Bring back renewal plates for big rigs

Funding for needed road repair can be obtained in this manner: Do away with the "forever" license plates for trailers. Make then an annual renewal plate, like it was before the change.

Do not use the "one size fits all" formula, but rather charge by size and load capacity. Hit the big rigs the hardest, like the lumber and asphalt trailers, the double bottoms and tandem trailers, as they are responsible for most of the wear and tear.

The little 4x6 or 4x8 utility trailers should pay according to their size. Don't forget the mobile home trailers that travel our roads.

This coupled with a moderate gas tax increase would go a long way in paying for needed repairs.

Jerome Ciesinski, Warren 

Reclamation key to balancing energy and environment

Every form of energy development — wind, solar, hydro, oil, natural gas — impacts the land and environment in some way. It’s impossible to produce oil and gas without pump jacks, or to generate solar and wind energy without panels and windmills.

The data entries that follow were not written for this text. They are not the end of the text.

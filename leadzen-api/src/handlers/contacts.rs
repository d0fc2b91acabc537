use actix_web::{web, HttpResponse, Result as ActixResult};
use leadzen_core::filter::{CategorySelector, FilterPredicate};
use leadzen_core::store::EntityListStore;
use shared_types::{
    Contact, ContactsResponse, CreateContactRequest, FavoriteToggledResponse, ListContactsRequest,
};
use std::sync::Arc;

use super::{load_store, page};
use crate::config::StoreConfig;
use crate::database::contacts as contacts_db;
use crate::database::Database;
use crate::sources::DbSource;

pub async fn list_contacts(
    db: web::Data<Arc<Database>>,
    store_config: web::Data<StoreConfig>,
    query: web::Query<ListContactsRequest>,
) -> ActixResult<HttpResponse> {
    let ListContactsRequest {
        search,
        category,
        limit,
        offset,
    } = query.into_inner();

    let source = DbSource::new(db.async_connection.clone());
    let mut store: EntityListStore<Contact> =
        EntityListStore::new().with_load_timeout(store_config.load_timeout());

    load_store(&mut store, &source, &store_config).await?;

    store.set_predicate(FilterPredicate::new(
        search.unwrap_or_default(),
        CategorySelector::from(category),
    ));
    let contacts = store.view_page(page(&store_config, limit, offset)).to_vec();

    Ok(HttpResponse::Ok().json(ContactsResponse {
        contacts,
        total_count: store.view().len(),
    }))
}

pub async fn get_contact(
    db: web::Data<Arc<Database>>,
    path: web::Path<i64>,
) -> ActixResult<HttpResponse> {
    let contact_id = path.into_inner();

    let contact = contacts_db::get_contact(db.async_connection.clone(), contact_id)
        .await
        .map_err(|e| actix_web::error::ErrorInternalServerError(e.to_string()))?
        .ok_or_else(|| {
            actix_web::error::ErrorNotFound(format!("Contact {} not found", contact_id))
        })?;

    Ok(HttpResponse::Ok().json(contact))
}

pub async fn create_contact(
    db: web::Data<Arc<Database>>,
    request: web::Json<CreateContactRequest>,
) -> ActixResult<HttpResponse> {
    if request.first_name.trim().is_empty() {
        return Err(actix_web::error::ErrorBadRequest("First name is required"));
    }

    let contact = contacts_db::insert_contact(db.async_connection.clone(), &request)
        .await
        .map_err(|e| actix_web::error::ErrorInternalServerError(e.to_string()))?;

    Ok(HttpResponse::Created().json(contact))
}

/// Flips the favourite flag in one statement so concurrent toggles never lose a flip
pub async fn toggle_favorite(
    db: web::Data<Arc<Database>>,
    path: web::Path<i64>,
) -> ActixResult<HttpResponse> {
    let contact_id = path.into_inner();

    let contact = contacts_db::toggle_favorite(db.async_connection.clone(), contact_id)
        .await
        .map_err(|e| actix_web::error::ErrorInternalServerError(e.to_string()))?
        .ok_or_else(|| {
            actix_web::error::ErrorNotFound(format!("Contact {} not found", contact_id))
        })?;

    let message = if contact.is_favorite {
        format!("{} added to favorites", contact.full_name())
    } else {
        format!("{} removed from favorites", contact.full_name())
    };

    Ok(HttpResponse::Ok().json(FavoriteToggledResponse { contact, message }))
}
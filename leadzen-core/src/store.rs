//! Entity list store: an authoritative collection, a derived filtered view, and
//! the predicate that links them.
//!
//! Loads are ticketed. Each `begin_load` bumps a generation counter and only
//! the newest ticket may replace the collection; older responses are dropped.
//! A failed load keeps the last good collection and raises a notice instead.

use shared_types::{CallLog, CallSummary, Contact};
use std::collections::HashSet;
use std::time::Duration;

use crate::error::StoreError;
use crate::filter::{self, CategorySelector, FilterPredicate, ListEntity};
use crate::source::{EntitySource, Page};

pub const DEFAULT_LOAD_TIMEOUT: Duration = Duration::from_secs(10);

#[derive(Debug, Clone, Copy, PartialEq, Eq, Default)]
pub enum ListOrder {
    /// Keep whatever order the source returned
    #[default]
    AsLoaded,
    MostRecentFirst,
}

#[derive(Debug, Clone, Copy, PartialEq, Eq)]
pub struct LoadTicket {
    generation: u64,
}

impl LoadTicket {
    pub fn generation(&self) -> u64 {
        self.generation
    }
}

#[derive(Debug, Clone, PartialEq)]
pub enum LoadOutcome {
    Applied { loaded: usize, dropped: usize },
    /// A newer load was started after this one; the response was discarded
    Stale { generation: u64, latest: u64 },
    /// The collection was kept as-is and a notice raised
    Failed(StoreError),
}

/// Dismissible banner raised when a load fails
#[derive(Debug, Clone, PartialEq)]
pub struct LoadNotice {
    pub message: String,
    pub generation: u64,
}

pub struct EntityListStore<E: ListEntity> {
    items: Vec<E>,
    view: Vec<E>,
    predicate: FilterPredicate<E::Category>,
    order: ListOrder,
    load_timeout: Duration,
    latest_generation: u64,
    loading: bool,
    notice: Option<LoadNotice>,
}

impl<E: ListEntity> Default for EntityListStore<E> {
    fn default() -> Self {
        Self::new()
    }
}

impl<E: ListEntity> EntityListStore<E> {
    pub fn new() -> Self {
        Self {
            items: Vec::new(),
            view: Vec::new(),
            predicate: FilterPredicate::default(),
            order: ListOrder::AsLoaded,
            load_timeout: DEFAULT_LOAD_TIMEOUT,
            latest_generation: 0,
            loading: false,
            notice: None,
        }
    }

    pub fn with_order(mut self, order: ListOrder) -> Self {
        self.order = order;
        self
    }

    pub fn with_load_timeout(mut self, timeout: Duration) -> Self {
        self.load_timeout = timeout;
        self
    }

    pub fn items(&self) -> &[E] {
        &self.items
    }

    /// The filtered view shown to the user
    pub fn view(&self) -> &[E] {
        &self.view
    }

    /// One window of the filtered view; empty past the end
    pub fn view_page(&self, page: Page) -> &[E] {
        let start = page.offset.min(self.view.len());
        let end = start.saturating_add(page.limit).min(self.view.len());
        &self.view[start..end]
    }

    pub fn predicate(&self) -> &FilterPredicate<E::Category> {
        &self.predicate
    }

    pub fn notice(&self) -> Option<&LoadNotice> {
        self.notice.as_ref()
    }

    pub fn dismiss_notice(&mut self) {
        self.notice = None;
    }

    pub fn is_loading(&self) -> bool {
        self.loading
    }

    pub fn get(&self, id: i64) -> Option<&E> {
        self.items.iter().find(|entity| entity.id() == id)
    }

    pub fn set_search(&mut self, search: impl Into<String>) {
        self.predicate.search = search.into();
        self.refresh_view();
    }

    pub fn set_selector(&mut self, selector: CategorySelector<E::Category>) {
        self.predicate.selector = selector;
        self.refresh_view();
    }

    pub fn set_predicate(&mut self, predicate: FilterPredicate<E::Category>) {
        self.predicate = predicate;
        self.refresh_view();
    }

    pub fn begin_load(&mut self) -> LoadTicket {
        self.latest_generation += 1;
        self.loading = true;
        LoadTicket {
            generation: self.latest_generation,
        }
    }

    pub fn complete_load(
        &mut self,
        ticket: LoadTicket,
        result: Result<Vec<E>, StoreError>,
    ) -> LoadOutcome {
        if ticket.generation < self.latest_generation {
            tracing::debug!(
                "Discarding stale {} load (generation {}, latest {})",
                E::KIND.as_str(),
                ticket.generation,
                self.latest_generation
            );
            return LoadOutcome::Stale {
                generation: ticket.generation,
                latest: self.latest_generation,
            };
        }

        self.loading = false;

        match result {
            Ok(entities) => {
                let (items, dropped) = sanitize(entities);
                let loaded = items.len();
                self.items = items;
                self.apply_order();
                self.notice = None;
                self.refresh_view();

                tracing::info!(
                    "Loaded {} {} entities ({} dropped)",
                    loaded,
                    E::KIND.as_str(),
                    dropped
                );
                LoadOutcome::Applied { loaded, dropped }
            }
            Err(e) => {
                tracing::warn!(
                    "Failed to load {} entities, keeping {} cached: {}",
                    E::KIND.as_str(),
                    self.items.len(),
                    e
                );
                self.notice = Some(LoadNotice {
                    message: e.to_string(),
                    generation: ticket.generation,
                });
                LoadOutcome::Failed(e)
            }
        }
    }

    /// Fetches one page from `source` and applies it.
    pub async fn load<S>(&mut self, source: &S, page: Page) -> LoadOutcome
    where
        S: EntitySource<E> + ?Sized,
    {
        let ticket = self.begin_load();
        let result = fetch(source, page, self.load_timeout).await;
        self.complete_load(ticket, result)
    }

    fn apply_order(&mut self) {
        if self.order == ListOrder::MostRecentFirst {
            self.items
                .sort_by_key(|entity| std::cmp::Reverse(entity.recency()));
        }
    }

    fn refresh_view(&mut self) {
        self.view = filter::filter(&self.items, &self.predicate);
    }
}

impl EntityListStore<Contact> {
    /// Flips the favourite flag and returns the new value.
    pub fn toggle_favorite(&mut self, id: i64) -> Result<bool, StoreError> {
        if self.get(id).is_none() {
            return Err(StoreError::NotFound(id));
        }

        let items = std::mem::take(&mut self.items);
        self.items = filter::toggle_favorite(items, id)?;
        self.refresh_view();
        Ok(self.get(id).map(|c| c.is_favorite).unwrap_or(false))
    }
}

impl EntityListStore<CallLog> {
    pub fn summary(&self) -> CallSummary {
        summarize_calls(&self.view)
    }
}

pub fn summarize_calls(calls: &[CallLog]) -> CallSummary {
    let total_calls = calls.len();
    let successful_calls = calls
        .iter()
        .filter(|call| call.outcome.map(|o| o.is_successful()).unwrap_or(false))
        .count();
    let total_duration: i64 = calls.iter().map(|call| call.duration).sum();
    let average_duration = if total_calls > 0 {
        (total_duration as f64 / total_calls as f64).round() as i64
    } else {
        0
    };

    CallSummary {
        total_calls,
        successful_calls,
        total_duration,
        average_duration,
    }
}

/// Runs a source fetch under `timeout`, mapping failures to `StoreError`.
pub async fn fetch<E, S>(source: &S, page: Page, timeout: Duration) -> Result<Vec<E>, StoreError>
where
    E: ListEntity,
    S: EntitySource<E> + ?Sized,
{
    match tokio::time::timeout(timeout, source.get_entities(page)).await {
        Ok(Ok(entities)) => Ok(entities),
        Ok(Err(e)) => Err(StoreError::LoadFailed(e.to_string())),
        Err(_) => Err(StoreError::Timeout(timeout)),
    }
}

/// Drops malformed entities and duplicate ids, and dedupes tags.
fn sanitize<E: ListEntity>(entities: Vec<E>) -> (Vec<E>, usize) {
    let total = entities.len();
    let mut seen = HashSet::with_capacity(total);
    let mut kept = Vec::with_capacity(total);

    for mut entity in entities {
        if let Some(field) = entity.missing_field() {
            tracing::warn!(
                "Skipping malformed {} {}: missing {}",
                E::KIND.as_str(),
                entity.id(),
                field
            );
            continue;
        }
        if !seen.insert(entity.id()) {
            tracing::warn!("Skipping duplicate {} id {}", E::KIND.as_str(), entity.id());
            continue;
        }
        if let Some(tags) = entity.tags_mut() {
            dedupe_tags(tags);
        }
        kept.push(entity);
    }

    let dropped = total - kept.len();
    (kept, dropped)
}

/// Removes repeated tags, keeping the first occurrence of each
pub fn dedupe_tags(tags: &mut Vec<String>) {
    let mut seen = HashSet::with_capacity(tags.len());
    tags.retain(|tag| seen.insert(tag.clone()));
}
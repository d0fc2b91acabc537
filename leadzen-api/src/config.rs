use config::{Config, ConfigError, File};
use serde::{Deserialize, Serialize};
use std::path::{Path, PathBuf};
use std::time::Duration;

#[derive(Debug, Deserialize, Serialize, Clone)]
pub struct ApiConfig {
    pub cors: Option<CorsConfig>,
    pub server: Option<ServerConfig>,
    pub store: Option<StoreConfig>,
    pub permissions: Option<PermissionsConfig>,
    pub database: Option<DatabaseConfig>,
}

impl Default for ApiConfig {
    fn default() -> Self {
        Self {
            cors: Some(CorsConfig {
                allowed_origins: vec!["http://localhost:8081".to_string()],
            }),
            server: Some(ServerConfig {
                host: "127.0.0.1".to_string(),
                port: 8080,
            }),
            store: Some(StoreConfig::default()),
            permissions: Some(PermissionsConfig::default()),
            database: Some(DatabaseConfig::default()),
        }
    }
}

#[derive(Debug, Deserialize, Serialize, Clone)]
pub struct CorsConfig {
    pub allowed_origins: Vec<String>,
}

#[derive(Debug, Deserialize, Serialize, Clone)]
pub struct ServerConfig {
    pub host: String,
    pub port: u16,
}

/// List loading limits shared by every list endpoint
#[derive(Debug, Deserialize, Serialize, Clone, Copy)]
pub struct StoreConfig {
    pub page_size: usize,
    pub load_timeout_secs: u64,
    /// Rows loaded into a list store before filtering and paging
    #[serde(default = "default_scan_limit")]
    pub scan_limit: usize,
}

fn default_scan_limit() -> usize {
    1000
}

impl Default for StoreConfig {
    fn default() -> Self {
        Self {
            page_size: leadzen_core::source::DEFAULT_PAGE_SIZE,
            load_timeout_secs: leadzen_core::store::DEFAULT_LOAD_TIMEOUT.as_secs(),
            scan_limit: default_scan_limit(),
        }
    }
}

impl StoreConfig {
    pub fn load_timeout(&self) -> Duration {
        Duration::from_secs(self.load_timeout_secs)
    }
}

/// Gate tuning handed to mobile clients
#[derive(Debug, Deserialize, Serialize, Clone, Copy)]
pub struct PermissionsConfig {
    pub freshness_window_secs: u64,
    pub check_timeout_secs: u64,
    pub request_timeout_secs: u64,
}

impl Default for PermissionsConfig {
    fn default() -> Self {
        Self {
            freshness_window_secs: leadzen_core::permissions::DEFAULT_FRESHNESS.as_secs(),
            check_timeout_secs: leadzen_core::permissions::DEFAULT_CHECK_TIMEOUT.as_secs(),
            request_timeout_secs: leadzen_core::permissions::DEFAULT_REQUEST_TIMEOUT.as_secs(),
        }
    }
}

#[derive(Debug, Deserialize, Serialize, Clone, Default)]
pub struct DatabaseConfig {
    /// Insert demo leads, contacts and calls into an empty database
    #[serde(default)]
    pub seed_demo_data: bool,
}

const DEFAULT_CONFIG: &str = r#"
[cors]
allowed_origins = ["http://localhost:8081"]

[server]
host = "127.0.0.1"
port = 8080

[store]
page_size = 100
load_timeout_secs = 10
scan_limit = 1000

[permissions]
freshness_window_secs = 5
check_timeout_secs = 15
request_timeout_secs = 120

[database]
seed_demo_data = false
"#;

impl ApiConfig {
    pub fn load() -> Result<(Self, PathBuf), ConfigError> {
        Self::load_from(&get_config_path())
    }

    pub fn load_from(config_path: &Path) -> Result<(Self, PathBuf), ConfigError> {
        // Create config directory if it doesn't exist
        if let Some(parent) = config_path.parent() {
            std::fs::create_dir_all(parent).map_err(|e| {
                ConfigError::Message(format!("Failed to create config directory: {e}"))
            })?;
        }

        // Create default config file if it doesn't exist
        if !config_path.exists() {
            std::fs::write(config_path, DEFAULT_CONFIG).map_err(|e| {
                ConfigError::Message(format!("Failed to write default config: {e}"))
            })?;
        }

        let builder = Config::builder()
            .add_source(File::from(config_path.to_path_buf()))
            .build()?;

        let config: ApiConfig = builder.try_deserialize()?;

        Ok((config, config_path.to_path_buf()))
    }

    pub fn store(&self) -> StoreConfig {
        self.store.unwrap_or_default()
    }

    pub fn permissions(&self) -> PermissionsConfig {
        self.permissions.unwrap_or_default()
    }

    pub fn seed_demo_data(&self) -> bool {
        self.database.as_ref().is_some_and(|d| d.seed_demo_data)
    }
}

pub fn get_config_path() -> PathBuf {
    if let Some(config_dir) = dirs::config_dir() {
        config_dir.join("leadzen").join("api.toml")
    } else {
        PathBuf::from("api.toml")
    }
}
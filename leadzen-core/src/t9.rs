//! T9 dialer search over leads.

use shared_types::Lead;

pub const DEFAULT_SUGGESTION_LIMIT: usize = 5;
const MIN_INPUT_LEN: usize = 2;

pub fn letters_for_digit(digit: char) -> &'static str {
    match digit {
        '0' => " +",
        '2' => "abc",
        '3' => "def",
        '4' => "ghi",
        '5' => "jkl",
        '6' => "mno",
        '7' => "pqrs",
        '8' => "tuv",
        '9' => "wxyz",
        _ => "",
    }
}

fn digit_for_letter(letter: char) -> Option<char> {
    let digit = match letter {
        'a'..='c' => '2',
        'd'..='f' => '3',
        'g'..='i' => '4',
        'j'..='l' => '5',
        'm'..='o' => '6',
        'p'..='s' => '7',
        't'..='v' => '8',
        'w'..='z' => '9',
        _ => return None,
    };
    Some(digit)
}

/// `"John Smith"` becomes `"5646 76484"`. Punctuation is dropped.
pub fn text_to_t9(text: &str) -> String {
    text.to_lowercase()
        .chars()
        .filter(|c| c.is_ascii_lowercase() || c.is_ascii_digit() || c.is_whitespace())
        .map(|c| digit_for_letter(c).unwrap_or(c))
        .collect()
}

/// Direct substring of the T9 sequence, or the pattern's letters appear in order
pub fn matches_t9(text: &str, pattern: &str) -> bool {
    if text.is_empty() || pattern.is_empty() {
        return false;
    }
    text_to_t9(text).contains(pattern) || fuzzy_match(text, pattern)
}

fn fuzzy_match(text: &str, pattern: &str) -> bool {
    let mut letters = text
        .chars()
        .flat_map(char::to_lowercase)
        .filter(char::is_ascii_lowercase);

    pattern
        .chars()
        .map(letters_for_digit)
        .filter(|keys| !keys.is_empty())
        .all(|keys| letters.any(|letter| keys.contains(letter)))
}

/// Pattern matches from the start of the text
pub fn is_prefix_match(text: &str, pattern: &str) -> bool {
    !text.is_empty() && !pattern.is_empty() && text_to_t9(text).starts_with(pattern)
}

fn phone_contains(phone: &str, input: &str) -> bool {
    let digits: String = input.chars().filter(char::is_ascii_digit).collect();
    if digits.is_empty() {
        return false;
    }
    phone
        .chars()
        .filter(char::is_ascii_digit)
        .collect::<String>()
        .contains(&digits)
}

/// Dialer suggestions: name, company or phone matches, prefix name matches first
pub fn t9_filter(leads: &[Lead], digits: &str, limit: usize) -> Vec<Lead> {
    if digits.chars().count() < MIN_INPUT_LEN {
        return vec![];
    }

    let mut matches: Vec<&Lead> = leads
        .iter()
        .filter(|lead| {
            matches_t9(&lead.name, digits)
                || lead
                    .company
                    .as_deref()
                    .is_some_and(|company| matches_t9(company, digits))
                || lead
                    .phone
                    .as_deref()
                    .is_some_and(|phone| phone_contains(phone, digits))
        })
        .collect();

    matches.sort_by(|a, b| {
        let a_prefix = is_prefix_match(&a.name, digits);
        let b_prefix = is_prefix_match(&b.name, digits);
        b_prefix.cmp(&a_prefix).then_with(|| a.name.cmp(&b.name))
    });

    matches.into_iter().take(limit).cloned().collect()
}
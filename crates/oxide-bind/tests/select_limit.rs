//! Tests for LIMIT/OFFSET across the offset, xy and rownum grammars.

mod common;
use common::*;

use oxide_bind::builder::{col, Select};
use oxide_bind::{token, LimitDialect, SelectSpec, SqlValue};

fn paged(limit: Option<i64>, offset: Option<i64>) -> SelectSpec {
    let mut spec = Select::new()
        .fields(&["id"])
        .from("users")
        .where_clause(col("team").eq(token("team")))
        .order_by(&["id"])
        .into_spec();
    spec.limit = limit.map(|n| oxide_bind::Bind::Value(SqlValue::Int(n)));
    spec.offset = offset.map(|n| oxide_bind::Bind::Value(SqlValue::Int(n)));
    spec
}

fn resolved(spec: &SelectSpec, dialect: &str) -> (String, Vec<SqlValue>) {
    let compiled = compile(spec, dialect);
    let values = compiled.resolve(&[("team", SqlValue::Int(1))]).unwrap();
    (String::from(compiled.sql()), values)
}

#[test]
fn offset_dialect_limit_and_offset() {
    let (sql, values) = resolved(&paged(Some(10), Some(5)), "postgres");
    assert!(sql.ends_with("ORDER BY \"id\" LIMIT ? OFFSET ?"), "{sql}");
    assert_eq!(values, ints(&[1, 10, 5]));
}

#[test]
fn offset_dialect_limit_only() {
    let (sql, values) = resolved(&paged(Some(10), None), "sqlite");
    assert!(sql.ends_with(" LIMIT ?"), "{sql}");
    assert_eq!(values, ints(&[1, 10]));
}

#[test]
fn xy_dialect_puts_offset_first() {
    let (sql, values) = resolved(&paged(Some(10), Some(5)), "mysql");
    assert!(sql.ends_with("ORDER BY `id` LIMIT ?, ?"), "{sql}");
    assert_eq!(values, ints(&[1, 5, 10]));

    let (sql, values) = resolved(&paged(Some(10), None), "mysql");
    assert!(sql.ends_with(" LIMIT ?"), "{sql}");
    assert_eq!(values, ints(&[1, 10]));
}

#[test]
fn rownum_dialect_wraps_whole_query() {
    let (sql, values) = resolved(&paged(Some(10), Some(5)), "oracle");
    assert_eq!(
        sql,
        "SELECT * FROM ( SELECT \"A\".*, ROWNUM \"r\" FROM ( \
         SELECT \"id\" FROM \"users\" WHERE \"team\" = ? ORDER BY \"id\" \
         ) \"A\" WHERE ROWNUM <= ? + ? ) \"B\" WHERE \"r\" > ?"
    );
    assert_eq!(values, ints(&[1, 10, 5, 5]));
}

#[test]
fn rownum_dialect_without_offset_starts_at_zero() {
    let (_, values) = resolved(&paged(Some(10), None), "oracle");
    assert_eq!(values, ints(&[1, 10, 0, 0]));
}

#[test]
fn no_limit_ignores_offset() {
    for dialect in ["generic", "mysql", "oracle"] {
        let (sql, values) = resolved(&paged(None, Some(5)), dialect);
        assert!(!sql.contains("LIMIT") && !sql.contains("ROWNUM"), "{sql}");
        assert_eq!(values, ints(&[1]));
    }
}

#[test]
fn limit_tokens_resolve_per_execution() {
    let spec = Select::new()
        .from("events")
        .limit(token("size"))
        .offset(token("skip"))
        .into_spec();
    let compiled = compile(&spec, "oracle");
    assert_eq!(compiled.token_names(), vec!["size", "skip", "skip"]);
    for page in 0..3 {
        let values = compiled
            .resolve(&[("size", SqlValue::Int(20)), ("skip", SqlValue::Int(page * 20))])
            .unwrap();
        assert_eq!(values, ints(&[20, page * 20, page * 20]));
    }
}

#[test]
fn limit_dialect_override() {
    let spec = paged(Some(10), Some(5));
    let ctx = ctx("generic").with_limit_dialect(LimitDialect::Xy);
    let compiled = spec.compile(&ctx).unwrap();
    assert!(compiled.sql().ends_with("ORDER BY \"id\" LIMIT ?, ?"));
    assert_placeholders_match(&compiled);
}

Large-scale solar farms and wind development in rural areas and open spaces have visual and physical impacts, as well as implications to wildlife and their habitat.

The sun sets behind a tattered windmill, Tuesday, June 18, 2019, near Tappen, N.D.

There is duplicity in the political decisions being made about Michigan’s energy economy.

How is industrializing up to 3 million acres of open space for solar development OK, as Gov. Gretchen Whitmer did by removing restrictions from the Farmland and Open Space Preservation Program, but replacing and modernizing an underground pipeline is bad for the environment?

Pipeline construction has a short, temporary impact. Once the process is finished, machineries move on, and energy continues to flow underground, out of sight.

Michiganians need all types of energy. They also need to protect the environment. The key to both is reclamation, a complex process which takes place before, during and after energy development.

When done right, reclaimed land is just as good or better than it was before. Reclamation a tailored set of commonsense rules and regulations that allow energy companies to develop the energy we need while protecting the environment we love.

Reclamation begins before the trucks roll out. Soil is mapped, stored and protected, and erosion control measures are set in place. As construction proceeds, interim reclamation begins. This involves continued erosion control, noxious weed control, frequent environmental testing and reseeding.

When construction is finished, the land is restored to its original condition.

Regardless of the energy source, effective reclamation should be the deciding force behind balancing energy development and environmental protection.